Why are sexually transmitted diseases (STDs) and sexually transmitted infections (STIs) of particular concern for pregnant women?

Some infections—such as Zika, gonorrhea, chlamydia, HIV, and syphilis—can pass to the fetus during pregnancy or to the infant during delivery, causing short- and long-term health problems. However, the risk of transmission can be lowered or even eliminated with appropriate treatments.

For this reason, it is important for a pregnant woman to be tested for STDs/STIs as a part of her prenatal care. Prenatal STI testing can determine whether a pregnant woman has an infection that can be cured or controlled with drug treatment, which decreases the chances that the infant will contract the disease.1 The pregnant woman and her health care provider can take other steps to protect her health and her infant's health if the STI is one that cannot be cured or treated.

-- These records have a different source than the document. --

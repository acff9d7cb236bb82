//! HTTP client for the Dexcom Share web service.
//!
//! Authentication happens once, in [`DexcomClient::connect`]: the account
//! name is exchanged for an account id, and the account id for a session id
//! that is attached to every readings request.

use async_trait::async_trait;
use clap::ValueEnum;
use reqwest::{Client, Response};
use serde::de::DeserializeOwned;
use serde::{Deserialize, Serialize};
use std::time::Duration;
use tracing::debug;
use uuid::Uuid;

use crate::dexcom::types::{GlucoseReading, RawGlucoseReading};
use crate::dexcom::GlucoseProvider;
use crate::error::{Error, Result};
use crate::VERSION;

const AUTHENTICATE_ENDPOINT: &str = "General/AuthenticatePublisherAccount";
const LOGIN_ID_ENDPOINT: &str = "General/LoginPublisherAccountById";
const GLUCOSE_READINGS_ENDPOINT: &str = "Publisher/ReadPublisherLatestGlucoseValues";

const APPLICATION_ID: &str = "d89443d2-327c-4a6f-89e5-496bbb0317db";
const APPLICATION_ID_JP: &str = "d8665ade-9673-4e27-9ff6-92db4ce13d13";

/// Largest window Dexcom Share serves, in minutes.
pub const MAX_MINUTES: u32 = 1440;

/// Largest number of readings Dexcom Share returns per request.
pub const MAX_MAX_COUNT: u32 = 288;

/// User agent string for API requests.
fn user_agent() -> String {
    format!("dexcom-mcp/{} (rust)", VERSION)
}

/// Dexcom Share region.
#[derive(Debug, Clone, Copy, Default, PartialEq, Eq, ValueEnum, Serialize, Deserialize)]
#[serde(rename_all = "lowercase")]
pub enum Region {
    #[default]
    Us,
    Ous,
    Jp,
}

impl Region {
    /// Base URL of the Share web service for this region.
    pub fn base_url(self) -> &'static str {
        match self {
            Self::Us => "https://share2.dexcom.com/ShareWebServices/Services",
            Self::Ous => "https://shareous1.dexcom.com/ShareWebServices/Services",
            Self::Jp => "https://share.dexcom.jp/ShareWebServices/Services",
        }
    }

    /// Application id sent with authentication requests.
    pub fn application_id(self) -> &'static str {
        match self {
            Self::Us | Self::Ous => APPLICATION_ID,
            Self::Jp => APPLICATION_ID_JP,
        }
    }
}

/// Dexcom Share account credentials.
#[derive(Clone)]
pub struct Credentials {
    pub username: String,
    pub password: String,
    pub region: Region,
}

impl std::fmt::Debug for Credentials {
    fn fmt(&self, f: &mut std::fmt::Formatter<'_>) -> std::fmt::Result {
        f.debug_struct("Credentials")
            .field("username", &self.username)
            .field("password", &"<redacted>")
            .field("region", &self.region)
            .finish()
    }
}

#[derive(Serialize)]
#[serde(rename_all = "camelCase")]
struct AuthenticateRequest<'a> {
    account_name: &'a str,
    password: &'a str,
    application_id: &'a str,
}

#[derive(Serialize)]
#[serde(rename_all = "camelCase")]
struct LoginByIdRequest<'a> {
    account_id: &'a str,
    password: &'a str,
    application_id: &'a str,
}

#[derive(Serialize)]
#[serde(rename_all = "camelCase")]
struct ReadingsQuery<'a> {
    session_id: &'a str,
    minutes: u32,
    max_count: u32,
}

/// Error body returned by Dexcom Share on failure.
#[derive(Debug, Deserialize)]
struct DexcomErrorBody {
    #[serde(rename = "Code", default)]
    code: Option<String>,
    #[serde(rename = "Message", default)]
    message: Option<String>,
}

/// Authenticated Dexcom Share client.
#[derive(Debug, Clone)]
pub struct DexcomClient {
    client: Client,
    base_url: String,
    session_id: String,
}

impl DexcomClient {
    /// Authenticate against Dexcom Share and open a session.
    pub async fn connect(credentials: &Credentials) -> Result<Self> {
        Self::connect_to(credentials, credentials.region.base_url()).await
    }

    /// Authenticate against an explicit base URL.
    pub async fn connect_to(credentials: &Credentials, base_url: &str) -> Result<Self> {
        let client = Client::builder()
            .user_agent(user_agent())
            .timeout(Duration::from_secs(30))
            .build()
            .map_err(|e| Error::Internal(format!("Failed to create HTTP client: {}", e)))?;

        let mut this = Self {
            client,
            base_url: base_url.trim_end_matches('/').to_string(),
            session_id: String::new(),
        };

        let application_id = credentials.region.application_id();

        let account_id: String = this
            .post(
                AUTHENTICATE_ENDPOINT,
                &AuthenticateRequest {
                    account_name: &credentials.username,
                    password: &credentials.password,
                    application_id,
                },
            )
            .await?;
        validate_session_uuid(&account_id).map_err(|_| {
            Error::Auth("Dexcom returned an invalid account id".to_string())
        })?;
        debug!("Dexcom account id resolved");

        let session_id: String = this
            .post(
                LOGIN_ID_ENDPOINT,
                &LoginByIdRequest {
                    account_id: &account_id,
                    password: &credentials.password,
                    application_id,
                },
            )
            .await?;
        validate_session_uuid(&session_id)?;
        debug!("Dexcom session opened");

        this.session_id = session_id;
        Ok(this)
    }

    /// Get the base URL.
    pub fn base_url(&self) -> &str {
        &self.base_url
    }

    fn url(&self, endpoint: &str) -> String {
        format!("{}/{}", self.base_url, endpoint)
    }

    /// POST a JSON body and decode the JSON response.
    async fn post<T: Serialize, R: DeserializeOwned>(&self, endpoint: &str, body: &T) -> Result<R> {
        let response = self
            .client
            .post(self.url(endpoint))
            .header("Accept-Encoding", "application/json")
            .json(body)
            .send()
            .await?;

        self.handle_response(response).await
    }

    /// Handle an API response, classifying Dexcom error bodies.
    async fn handle_response<R: DeserializeOwned>(&self, response: Response) -> Result<R> {
        let status = response.status();

        if !status.is_success() {
            let body = response.text().await.unwrap_or_default();
            let parsed: Option<DexcomErrorBody> = serde_json::from_str(&body).ok();
            return Err(match parsed {
                Some(DexcomErrorBody {
                    code: Some(code),
                    message,
                }) => Error::from_dexcom(status.as_u16(), &code, message.as_deref().unwrap_or("")),
                _ => Error::api(
                    status.as_u16(),
                    status.canonical_reason().unwrap_or("Unknown"),
                    body,
                ),
            });
        }

        response
            .json()
            .await
            .map_err(|e| Error::Internal(format!("Failed to parse Dexcom response: {}", e)))
    }
}

#[async_trait]
impl GlucoseProvider for DexcomClient {
    async fn get_latest_reading(&self) -> Result<GlucoseReading> {
        self.get_readings(MAX_MINUTES, 1)
            .await?
            .into_iter()
            .next()
            .ok_or(Error::NoReadings)
    }

    async fn get_readings(&self, window_minutes: u32, max_count: u32) -> Result<Vec<GlucoseReading>> {
        validate_window(window_minutes, max_count)?;
        validate_session_uuid(&self.session_id)?;

        let query = ReadingsQuery {
            session_id: &self.session_id,
            minutes: window_minutes,
            max_count,
        };

        let response = self
            .client
            .post(self.url(GLUCOSE_READINGS_ENDPOINT))
            .header("Accept-Encoding", "application/json")
            .query(&query)
            .json(&serde_json::json!({}))
            .send()
            .await?;

        let raw: Vec<RawGlucoseReading> = self.handle_response(response).await?;
        debug!("Fetched {} glucose readings", raw.len());

        raw.into_iter().map(GlucoseReading::try_from).collect()
    }
}

/// Check the readings window against what Dexcom Share accepts.
pub fn validate_window(minutes: u32, max_count: u32) -> Result<()> {
    if !(1..=MAX_MINUTES).contains(&minutes) {
        return Err(Error::InvalidArgument(format!(
            "minutes must be between 1 and {}, got {}",
            MAX_MINUTES, minutes
        )));
    }
    if !(1..=MAX_MAX_COUNT).contains(&max_count) {
        return Err(Error::InvalidArgument(format!(
            "max_count must be between 1 and {}, got {}",
            MAX_MAX_COUNT, max_count
        )));
    }
    Ok(())
}

/// Dexcom ids must be real UUIDs; the nil UUID means the login was rejected.
pub fn validate_session_uuid(id: &str) -> Result<()> {
    match Uuid::parse_str(id) {
        Ok(uuid) if !uuid.is_nil() => Ok(()),
        Ok(_) => Err(Error::Session("Dexcom returned the default session id".to_string())),
        Err(_) => Err(Error::Session(format!("Invalid session id '{}'", id))),
    }
}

Some examples of ways to reduce or eliminate risk of transmission include the following:

  • HIV can be passed from mother to infant during pregnancy before birth, at the time of delivery, or after birth during breastfeeding.2 Treatment during pregnancy near delivery prevents this transmission.
  • Recent research also shows that, for HIV-infected mothers whose immune system is in good health, treatment during breastfeeding virtually eliminates transmission of HIV through breastmilk.3 Women who have HIV but whose immune systems are not in good health should not breastfeed their infants if safe alternatives, such as infant formula, are available.1
  • If a woman has active herpes lesions, untreated HIV, or an HIV viral load that is not suppressed, the infant can be delivered by cesarean section (also referred to as C section) to prevent transmission of the infection.
  • For infections, such as gonorrhea, a pregnant woman and her sexual partner can be treated before the birth, and the infant can be treated at birth to prevent infection.1
  • In most hospitals, infants' eyes are routinely treated with an antibiotic ointment shortly after birth. The ointment can prevent blindness from exposure to gonorrhea or chlamydia bacteria during delivery, in case the pregnant woman had an undetected infection.
  • Women who are pregnant or are thinking about getting pregnant are advised not to travel to areas where Zika infection has been reported. Preventing mosquito bites can also reduce the risk for infection and transmission.

STIs during pregnancy can also cause:2

  • Miscarriage (fetal loss before 20 weeks)
  • Ectopic pregnancy (when the embryo implants outside of the uterus, usually in a fallopian tube)
  • Preterm labor and delivery (before 37 completed weeks of pregnancy)
  • Low birth weight
  • Congenital anomalies, including blindness, microcephaly, deafness, bone deformities, and intellectual disability
  • Stillbirth (fetal loss at or after 20 weeks)
  • Illness in the newborn period (first month of life)
  • Newborn death
  • Health complications in the mother

Visit the What infections can affect pregnancy? section of this website for more information.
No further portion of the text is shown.